Julia seems like a great choice for this due to it's supposed ability to be performant.

In order to serialize the IO to/from disk or download and then to send data to each processor, Channels seem to be the suggested choice by Julia.

However, my tests so far seem to indicate that this is extremely non-performant.

The simplest example displays just how exceedingly slow Channels (and Julia!) are at this. It's been very disappointing.

A simple example of grep and cat (removing multiprocessing bits for clarity):

Julia code:

using CodecZlib: GzipDecompressorStream
using TranscodingStreams: NoopStream

    
"""
  A simple function to "generate" (place into a Channel) lines from a file
  - This mimics python-like behavior of 'yield'
"""
function cat_ch(fpath)
  Channel() do ch
    codec = endswith(fpath, ".gz") ? GzipDecompressorStream : NoopStream
    open(codec, fpath, "r") do stream
      for (i, l) in enumerate(eachline(stream))
        put!(ch, (i, l))
      end
    end
  end
end


function grep_ch(line_chnl, searchstr)
  Channel() do ch
    for (i, l) in line_chnl
      if occursin(searchstr, l)
          put!(ch, (i, l))
      end
    end
  end
end

function catgrep_ch(fpath, search)
  for (i, l) in grep_ch(cat_ch(fpath), search)
      println((i, l))
  end
end

function catgrep(fpath, search)
  codec = endswith(fpath, ".gz") ? GzipDecompressorStream : NoopStream
  open(codec, fpath, "r") do stream
    for (i, l) in enumerate(eachline(stream))
      if occursin(search, l)
        println((i,l))
      end
    end
  end
end

if abspath(PROGRAM_FILE) == @__FILE__
  fpath = ARGS[1]
  search = ARGS[2]
  catgrep_ch(fpath, search)
end

Performance Benchmarks

1) Baseline:

user@computer>> time (cat bigfile.tsv | grep seachterm)

real    0m1.952s
user    0m0.205s
sys 0m2.525s

3) Without Channels (Simple) in Julia:

julia> include("test1.jl")

julia> @time catgrep("bigfile.tsv", "seachterm")
  4.448542 seconds (20.30 M allocations: 10.940 GiB, 5.00% gc time)

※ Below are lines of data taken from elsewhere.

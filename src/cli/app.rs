//! Main CLI application structure

use anyhow::Result;
use clap::{Parser, Subcommand};

use super::output::{Output, OutputFormat};
use super::{goal, task};
use crate::storage::{Config, Project};

#[derive(Parser)]
#[command(name = "replan")]
#[command(author, version, about = "Local-first goal planning with cascade-aware rescheduling")]
#[command(propagate_version = true)]
pub struct Cli {
    /// Output format (defaults to the configured global format)
    #[arg(long, short = 'f', global = true)]
    pub format: Option<OutputFormat>,

    /// Enable verbose output for debugging
    #[arg(long, short = 'v', global = true)]
    pub verbose: bool,

    #[command(subcommand)]
    pub command: Commands,
}

#[derive(Subcommand)]
pub enum Commands {
    /// Initialize a new replan project
    Init {
        /// Path to initialize (defaults to current directory)
        #[arg(default_value = ".")]
        path: String,
    },

    /// Manage goals
    #[command(subcommand)]
    Goal(goal::GoalCommands),

    /// Manage tasks and preview plan changes
    #[command(subcommand)]
    Task(task::TaskCommands),
}

/// Parses arguments and runs the selected command
pub fn run() -> Result<()> {
    let cli = Cli::parse();

    let format = match cli.format {
        Some(format) => format,
        None => Config::load_global()?.default_format.into(),
    };
    let output = Output::new(format, cli.verbose);

    match cli.command {
        Commands::Init { path } => init_project(&output, &path),
        Commands::Goal(cmd) => goal::run(cmd, &output),
        Commands::Task(cmd) => task::run(cmd, &output),
    }
}

fn init_project(output: &Output, path: &str) -> Result<()> {
    let project = Project::init(path)?;
    output.success(&format!(
        "Initialized replan project at {}",
        project.root().display()
    ));
    Ok(())
}
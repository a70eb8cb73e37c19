//! Goal CLI commands

use anyhow::{bail, Result};
use clap::Subcommand;

use super::output::Output;
use crate::domain::{Goal, GoalId, GoalStatus};
use crate::storage::Project;

#[derive(Subcommand)]
pub enum GoalCommands {
    /// Add a goal
    Add {
        /// Goal title
        title: String,

        /// Markdown description of the goal
        #[arg(long)]
        body: Option<String>,
    },

    /// List goals
    List,

    /// Show goal details and its task chain
    Show {
        /// Goal ID
        id: String,
    },

    /// Mark a goal as achieved
    Done {
        /// Goal ID
        id: String,
    },

    /// Mark a goal as abandoned
    Abandon {
        /// Goal ID
        id: String,
    },
}

pub fn run(cmd: GoalCommands, output: &Output) -> Result<()> {
    match cmd {
        GoalCommands::Add { title, body } => add_goal(output, &title, body.as_deref()),
        GoalCommands::List => list_goals(output),
        GoalCommands::Show { id } => show_goal(output, &id),
        GoalCommands::Done { id } => set_status(output, &id, GoalStatus::Achieved),
        GoalCommands::Abandon { id } => set_status(output, &id, GoalStatus::Abandoned),
    }
}

fn add_goal(output: &Output, title: &str, body: Option<&str>) -> Result<()> {
    let project = Project::open_current()?;
    let store = project.goal_store();

    let mut goal = Goal::new(title);
    if let Some(body) = body {
        goal.set_body(body);
    }
    store.save(&goal)?;

    if output.is_json() {
        output.data(&goal);
    } else {
        output.success(&format!("Added goal {} \"{}\"", goal.id, goal.title));
    }
    Ok(())
}

fn list_goals(output: &Output) -> Result<()> {
    let project = Project::open_current()?;
    let listed = project.goal_store().list()?;

    if output.is_json() {
        let items: Vec<_> = listed
            .iter()
            .map(|(id, title, status)| {
                serde_json::json!({
                    "id": id.to_string(),
                    "title": title,
                    "status": status,
                })
            })
            .collect();
        output.data(&items);
        return Ok(());
    }

    if listed.is_empty() {
        output.success("No goals yet. Add one with 'replan goal add <title>'.");
        return Ok(());
    }

    for (id, title, status) in listed {
        output.row(&[&id.to_string(), &status.to_string(), &title]);
    }
    Ok(())
}

fn show_goal(output: &Output, id_str: &str) -> Result<()> {
    let project = Project::open_current()?;
    let goal_id: GoalId = id_str.parse()?;

    let Some(goal) = project.goal_store().get(&goal_id)? else {
        bail!("Goal not found: {}", goal_id);
    };

    let mut tasks = project.task_store().snapshot_for_goal(&goal_id)?;
    tasks.sort_by_key(|t| (t.start_date.is_none(), t.start_date, t.id.sequence()));

    if output.is_json() {
        output.data(&serde_json::json!({
            "goal": goal,
            "tasks": tasks,
        }));
        return Ok(());
    }

    output.success(&format!("{} \"{}\" ({})", goal.id, goal.title, goal.status));
    if !goal.body.is_empty() {
        output.blank();
        output.success(&goal.body);
    }

    if !tasks.is_empty() {
        output.blank();
        for task in &tasks {
            let dates = match (task.start_date, task.end_date) {
                (Some(s), Some(e)) => format!("{} .. {}", s, e),
                (Some(s), None) => format!("{} ..", s),
                _ => "unscheduled".to_string(),
            };
            let marker = if task.anchored { "[anchored]" } else { "" };
            output.row(&[
                &task.id.to_string(),
                &task.status.to_string(),
                &dates,
                &task.title,
                marker,
            ]);
        }
    }
    Ok(())
}

fn set_status(output: &Output, id_str: &str, status: GoalStatus) -> Result<()> {
    let project = Project::open_current()?;
    let store = project.goal_store();
    let goal_id: GoalId = id_str.parse()?;

    let Some(mut goal) = store.get(&goal_id)? else {
        bail!("Goal not found: {}", goal_id);
    };

    goal.set_status(status);
    store.save(&goal)?;

    output.success(&format!("Goal {} is now {}", goal.id, goal.status));
    Ok(())
}
//! Replan CLI - Local-first goal planning with cascade-aware rescheduling

use std::process::ExitCode;

fn main() -> ExitCode {
    if let Err(e) = replan_cli::cli::run() {
        eprintln!("Error: {:#}", e);
        ExitCode::FAILURE
    } else {
        ExitCode::SUCCESS
    }
}
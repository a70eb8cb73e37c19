//! # Storage Layer
//!
//! Persistence layer for Replan with git-friendly file formats.
//!
//! ## Storage Formats
//!
//! | Data | Format | Location |
//! |------|--------|----------|
//! | Goals | Markdown + YAML frontmatter | `.replan/goals/{id}.md` |
//! | Tasks | JSONL (one JSON per line) | `.replan/tasks.jsonl` |
//! | Config | TOML | `.replan/config.toml` |
//! | Index | JSONL (auto-regenerated) | `.replan/goals/index.jsonl` |
//!
//! ## Concurrency Safety
//!
//! - [`TaskStore`] uses file locking (`fs2`) for concurrent access
//! - [`GoalStore`] uses mtime-based index invalidation
//! - All writes are atomic (temp file + rename)
//! - Impact-report commits hold a sidecar lock for the whole
//!   read-validate-write cycle, so two commits against the same
//!   store are serialized
//!
//! ## Key Types
//!
//! - [`Project`] - Entry point for accessing a Replan project
//! - [`TaskStore`] - Read/write tasks as JSONL, apply commits
//! - [`GoalStore`] - Read/write goals as markdown files
//! - [`Config`] - Project and global configuration

mod jsonl;
mod markdown;
mod commit;
mod config;
mod project;

pub use jsonl::TaskStore;
pub use markdown::GoalStore;
pub use commit::{CommitError, CommitRequest, DEFAULT_COMMIT_TIMEOUT};
pub use config::{Config, ConfigError, DefaultFormat, GlobalConfig};
pub use project::{Project, ProjectError};
//! Python bindings via PyO3.
//!
//! Exposes the transform to Python as a plain function over `dict` objects.
//! Nested `dict`s (subclasses included) are mappings; any other object is a
//! leaf and is placed in the output as-is, without copying.
//!
//! # Building the Python extension
//!
//! ```bash
//! pip install maturin
//! maturin develop --features extension-module
//! ```
//!
//! # Usage
//!
//! ```python
//! from hash_unnest import unnest, leaf_count
//!
//! doc = {"b": {"c": 1, "a": 2}, "a": [3]}
//! unnest(doc)      # {'a': [3], 'b.a': 2, 'b.c': 1}
//! leaf_count(doc)  # 3
//! ```
//!
//! Output dicts are built in sorted key order, so iterating them yields sorted
//! keys. Keys that are not `str` are rendered with `str(key)`; if that raises,
//! the exception propagates out of `unnest` / `leaf_count` unchanged.

use std::cell::RefCell;
use std::rc::Rc;

use pyo3::exceptions::{PyMemoryError, PyTypeError};
use pyo3::prelude::*;
use pyo3::types::iter::BoundDictIterator;
use pyo3::types::PyDict;

use crate::error::UnnestError;
use crate::value::{Node, Tree};

// ── Tree adapter ──────────────────────────────────────────────────────────────

// First key-rendering failure of a walk, shared by every handle of that walk.
type KeyError = Rc<RefCell<Option<PyErr>>>;

/// A Python object seen as a tree node.
///
/// All handles produced from one [`PyTree::root`] share a slot for the first
/// `str(key)` failure. Once it is set every mapping yields no further entries,
/// and [`PyTree::take_key_error`] hands the exception back to the caller.
pub struct PyTree<'py> {
    obj: Bound<'py, PyAny>,
    key_error: KeyError,
}

impl<'py> PyTree<'py> {
    /// Root handle with a fresh error slot.
    pub fn root(obj: Bound<'py, PyAny>) -> Self {
        Self {
            obj,
            key_error: Rc::new(RefCell::new(None)),
        }
    }

    /// Handle onto a different object that reports into the same slot.
    fn sibling(&self, obj: Bound<'py, PyAny>) -> Self {
        Self {
            obj,
            key_error: Rc::clone(&self.key_error),
        }
    }

    /// The exception raised while rendering a key, if any.
    pub fn take_key_error(&self) -> Option<PyErr> {
        self.key_error.borrow_mut().take()
    }
}

impl Clone for PyTree<'_> {
    fn clone(&self) -> Self {
        self.sibling(self.obj.clone())
    }
}

/// Iterator over a Python dict's items with keys rendered to strings.
pub struct DictEntries<'py> {
    inner: BoundDictIterator<'py>,
    parent: PyTree<'py>,
}

fn render_key(key: &Bound<'_, PyAny>) -> PyResult<String> {
    Ok(key.str()?.to_cow()?.into_owned())
}

impl<'py> Iterator for DictEntries<'py> {
    type Item = (String, PyTree<'py>);

    fn next(&mut self) -> Option<Self::Item> {
        if self.parent.key_error.borrow().is_some() {
            return None;
        }
        let (key, child) = self.inner.next()?;
        match render_key(&key) {
            Ok(key) => Some((key, self.parent.sibling(child))),
            Err(err) => {
                *self.parent.key_error.borrow_mut() = Some(err);
                None
            }
        }
    }

    fn size_hint(&self) -> (usize, Option<usize>) {
        (0, self.inner.size_hint().1)
    }
}

impl<'py> Tree for PyTree<'py> {
    type Key = String;
    type Leaf = Bound<'py, PyAny>;
    type Entries = DictEntries<'py>;

    fn classify(self) -> Node<Self::Entries, Self::Leaf> {
        if let Ok(dict) = self.obj.downcast::<PyDict>() {
            let inner = dict.iter();
            return Node::Mapping(DictEntries {
                inner,
                parent: self,
            });
        }
        Node::Leaf(self.obj)
    }
}

impl From<UnnestError> for PyErr {
    fn from(err: UnnestError) -> Self {
        match err {
            UnnestError::InvalidRoot => PyTypeError::new_err("unnest() expects a dict"),
            UnnestError::ResourceExhausted(_) => PyMemoryError::new_err(err.to_string()),
        }
    }
}

// ── Functions ─────────────────────────────────────────────────────────────────

/// Flatten a nested dict into a dict keyed by dot-joined paths, sorted by key.
///
/// Raises:
///     TypeError: if `tree` is not a dict.
///     MemoryError: if the output cannot be allocated.
///     Any exception raised by `str(key)` for a non-`str` key.
#[pyfunction]
#[pyo3(name = "unnest")]
pub fn py_unnest<'py>(py: Python<'py>, tree: Bound<'py, PyAny>) -> PyResult<Bound<'py, PyDict>> {
    let root = PyTree::root(tree);
    let flat = crate::unnest(root.clone());
    if let Some(err) = root.take_key_error() {
        return Err(err);
    }
    let flat = flat?;
    let out = PyDict::new_bound(py);
    for (key, leaf) in flat {
        out.set_item(key, leaf)?;
    }
    Ok(out)
}

/// Number of non-dict values reachable from `tree`.
///
/// Raises:
///     TypeError: if `tree` is not a dict.
///     Any exception raised by `str(key)` for a non-`str` key.
#[pyfunction]
#[pyo3(name = "leaf_count")]
pub fn py_leaf_count(tree: Bound<'_, PyAny>) -> PyResult<usize> {
    let root = PyTree::root(tree);
    let count = crate::leaf_count(root.clone());
    if let Some(err) = root.take_key_error() {
        return Err(err);
    }
    Ok(count?)
}

// ── Module entry point ────────────────────────────────────────────────────────

/// hash_unnest — flatten nested dicts into sorted dot-joined keys.
#[pymodule]
pub fn hash_unnest(m: &Bound<'_, PyModule>) -> PyResult<()> {
    m.add_function(wrap_pyfunction!(py_unnest, m)?)?;
    m.add_function(wrap_pyfunction!(py_leaf_count, m)?)?;
    m.add("__version__", env!("CARGO_PKG_VERSION"))?;
    m.add("SEPARATOR", crate::path::SEPARATOR.to_string())?;
    Ok(())
}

julia> @time catgrep("bigfile.tsv", "seachterm")
  4.512661 seconds (20.30 M allocations: 10.940 GiB, 4.87% gc time)

So, it's like 2-3x worse, in the most simplistic possible case. Nothing fancy is done here at all, and it isn't due to pre-compilation.

3) Channels in Julia:

julia> @time catgrep_ch("bigfile.tsv", "seachterm")
 11.691557 seconds (65.45 M allocations: 12.140 GiB, 3.06% gc time, 0.80% compilation time)

julia> @time catgrep_ch("bigfile.tsv", "seachterm")
 11.403931 seconds (65.30 M allocations: 12.132 GiB, 3.03% gc time)

This is really horrible, and I'm not sure how it becomes so sluggish.

Is the way in which Channels are used here wrong?

2

can you share a sample file? – jling Jul 29 '22 at 05:14

score 2 · Answer 1 · answered Aug 01 '22 at 00:22

Julia, grep and Python uses different algorithms when it comes to string searching. There are many algorithm and some are far better than others in specific cases.

grep is highly optimized so to run quickly in many situation including in your specific use-case. Indeed, according to the GNU documentation, the Boyer-Moore fast string searching algorithm is used to match a single fixed pattern, and the Aho-Corasick algorithm is used to match multiple fixed patterns. In your specific use-case, Boyer-Moore is select and it is generally fast since it can skip part of the input based on the searched string. Its best-case complexity is Ω(n/m) and its worst-case complexity is O(mn). It is extremely fast if the text rarely contains characters of the searched string. For example, searching seachterm in this is a test with a pretty long sentence (repeated 58.5 million times) is 10 times faster than searching iss while both are not present in the target file. This is because Boyer-Moore search for the last letter of the searched string (a m) in the text and cannot find it so it can be very fast. There are other reasons explaining why grep is so fast compared to most alternative methods. One of them is that grep do not create/allocate sub-strings for each lines and use a huge raw buffer instead. Note that cat bigfile.tsv | grep seachterm can be significantly slower than grep seachterm bigfile.tsv since the pipe introduce a significant overhead when the parsing is fast enough.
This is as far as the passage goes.